One patient showed a relief in her symptoms like headaches as well as the pain intensity during the night by 50% after three months and 80% after six months. However, side effects as slightly bruised ear-canals were also shown. In this case the patients were recommended to use a lubricant and the side effect was solved. Another side effect was the looseness of the device, in this case the device was reclaimed and the company produced a new one which is better fitting. The other patient reported a lower intensity of her headaches and has the feeling of clenching her teeth less. However, she also noticed muscle tension without pressing increased and by wearing her Cerezen™-devices she indicated hearing a rustling noise while chewing so she did not wear it while she ate. Three patients gave back their devices within the eight-week testing period with no interest of refinement of the devices for a better fit. One patient found that even after the refinement the fit of the devices was uncomfortable and, therefore, gave them back. The other patient felt a rebound after an initial improvement of her symptoms and gave back the devices after the refinement. Table 1 summarizes data of the patients included in this trial.
Table 1
Table of patient details such as age, gender, diagnosis, symptoms, duration discontinuation and first report of improvements
Details information about the patient base, their age, gender and their initial symptoms. It also shows how long the devices have been worn and whether or not the treatment got discontinued by the patients.

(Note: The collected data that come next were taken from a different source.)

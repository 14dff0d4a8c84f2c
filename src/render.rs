//! Response → terminal text.

use std::fmt;
use std::str::FromStr;

use serde_json::Value;

use crate::client::Response;
use crate::error::RenderError;
use crate::operation::HttpMethod;

#[derive(Debug, Clone, Copy, PartialEq, Eq, Default)]
pub enum OutputFormat {
    /// Pretty-printed JSON.
    #[default]
    Json,
    /// Single-line JSON.
    Compact,
    /// Aligned text columns.
    Table,
}

impl OutputFormat {
    pub const NAMES: [&'static str; 3] = ["json", "compact", "table"];
}

impl FromStr for OutputFormat {
    type Err = String;

    fn from_str(s: &str) -> Result<Self, Self::Err> {
        match s.to_ascii_lowercase().as_str() {
            "json" => Ok(Self::Json),
            "compact" => Ok(Self::Compact),
            "table" => Ok(Self::Table),
            other => Err(format!(
                "unknown output format `{other}` (expected one of {})",
                Self::NAMES.join(", ")
            )),
        }
    }
}

impl fmt::Display for OutputFormat {
    fn fmt(&self, f: &mut fmt::Formatter<'_>) -> fmt::Result {
        f.write_str(match self {
            Self::Json => "json",
            Self::Compact => "compact",
            Self::Table => "table",
        })
    }
}

/// Render a successful response. Paginated envelopes are unwrapped to their
/// `_embedded.items` array; action commands without a response body get a
/// status line instead.
pub fn render(
    response: &Response,
    method: HttpMethod,
    format: OutputFormat,
) -> Result<String, RenderError> {
    if !method.is_read() && response.body.trim().is_empty() {
        return Ok(status_line(response.status));
    }

    let payload = unwrap_envelope(parse_body_value(&response.body));
    Ok(match format {
        OutputFormat::Json => serde_json::to_string_pretty(&payload)?,
        OutputFormat::Compact => serde_json::to_string(&payload)?,
        OutputFormat::Table => render_table(&payload),
    })
}

fn status_line(status: u16) -> String {
    let reason = reqwest::StatusCode::from_u16(status)
        .ok()
        .and_then(|code| code.canonical_reason())
        .unwrap_or("Done");
    format!("{reason}. (HTTP {status})")
}

fn parse_body_value(text: &str) -> Value {
    if text.trim().is_empty() {
        return Value::Null;
    }
    serde_json::from_str(text).unwrap_or_else(|_| Value::String(text.to_string()))
}

/// `{"_embedded": {"items": [...]}}` → `[...]`; anything else unchanged.
pub fn unwrap_envelope(mut payload: Value) -> Value {
    const ITEMS: &str = "/_embedded/items";
    if matches!(payload.pointer(ITEMS), Some(Value::Array(_))) {
        if let Some(items) = payload.pointer_mut(ITEMS) {
            return items.take();
        }
    }
    payload
}

fn render_table(value: &Value) -> String {
    match value {
        Value::Array(items) if items.iter().all(Value::is_object) && !items.is_empty() => {
            let mut columns: Vec<&str> = Vec::new();
            for item in items {
                for (key, field) in item.as_object().into_iter().flatten() {
                    if !field.is_object() && !field.is_array() && !columns.contains(&key.as_str()) {
                        columns.push(key);
                    }
                }
            }
            let header: Vec<String> = columns.iter().map(|c| c.to_string()).collect();
            let rows = items
                .iter()
                .map(|item| columns.iter().map(|c| cell(item.get(*c))).collect::<Vec<String>>());
            align(std::iter::once(header).chain(rows).collect())
        }
        Value::Array(items) => items
            .iter()
            .map(|item| cell(Some(item)))
            .collect::<Vec<_>>()
            .join("\n"),
        Value::Object(map) => align(
            map.iter()
                .map(|(key, field)| vec![key.clone(), cell(Some(field))])
                .collect(),
        ),
        other => cell(Some(other)),
    }
}

fn cell(value: Option<&Value>) -> String {
    match value {
        None | Some(Value::Null) => String::new(),
        Some(Value::String(s)) => s.clone(),
        Some(other) => other.to_string(),
    }
}

fn align(rows: Vec<Vec<String>>) -> String {
    let mut widths: Vec<usize> = Vec::new();
    for row in &rows {
        for (i, text) in row.iter().enumerate() {
            let len = text.chars().count();
            match widths.get_mut(i) {
                Some(width) => *width = (*width).max(len),
                None => widths.push(len),
            }
        }
    }

    rows.iter()
        .map(|row| {
            let line = row
                .iter()
                .enumerate()
                .map(|(i, text)| format!("{text:<width$}", width = widths[i]))
                .collect::<Vec<_>>()
                .join("  ");
            line.trim_end().to_string()
        })
        .collect::<Vec<_>>()
        .join("\n")
}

To describe the time-period that patients used their in-ear devices a Kaplan–Meier estimator was used. The Kaplan–Meier curve showed that the failure in the observed times is independent and therefore, the data consistent and asymptotically normal (Figure 3).
Logarithmic graph of survival over time
Kaplan–Meier curve asserted the assumption the independence of the data failure. The longest time a patient used the in-ear device was about 400 days.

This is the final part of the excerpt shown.